The problem:
Could you copy each line of the listing below that has the word "ApiResponse"?

** Opening Available data block **

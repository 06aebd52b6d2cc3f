use anyhow::Context;
use axum::{
    Json,
    extract::{OriginalUri, State},
    http::StatusCode,
    response::IntoResponse,
};
use serde_json::json;
use tracing::debug;

use eduzone_core::{ApiResponse, AppError};

use crate::state::AppState;

use super::model::{ApiIndex, HealthStatus};

/// List the available endpoints
#[utoipa::path(
    get,
    path = "/api",
    responses(
        (status = 200, description = "API name, version and endpoint groups", body = ApiIndex)
    ),
    tag = "System"
)]
pub async fn api_index() -> ApiResponse<ApiIndex> {
    ApiResponse::new(ApiIndex::current())
}

/// Check that the persistence backend answers
#[utoipa::path(
    get,
    path = "/api/health",
    responses(
        (status = 200, description = "Backend reachable", body = HealthStatus),
        (status = 500, description = "Database is not reachable")
    ),
    tag = "System"
)]
pub async fn health_check(
    State(state): State<AppState>,
) -> Result<ApiResponse<HealthStatus>, AppError> {
    state
        .repos
        .ping()
        .await
        .context("Database is not reachable")?;

    Ok(ApiResponse::new(HealthStatus {
        status: "ok",
        backend: state.repos.backend_name(),
        version: env!("CARGO_PKG_VERSION"),
    }))
}

pub async fn route_not_found(OriginalUri(uri): OriginalUri) -> impl IntoResponse {
    let path = uri
        .path_and_query()
        .map(|pq| pq.as_str().to_string())
        .unwrap_or_else(|| uri.path().to_string());

    debug!(path = %path, "No route matched");

    (
        StatusCode::NOT_FOUND,
        Json(json!({
            "error": {
                "message": "Route not found",
                "path": path,
            }
        })),
    )
}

** Closing Available data block **

Response area:
use eduzone_core::{ApiResponse, AppError};
pub async fn api_index() -> ApiResponse<ApiIndex> {
    ApiResponse::new(ApiIndex::current())
) -> Result<ApiResponse<HealthStatus>, AppError> {
    Ok(ApiResponse::new(HealthStatus {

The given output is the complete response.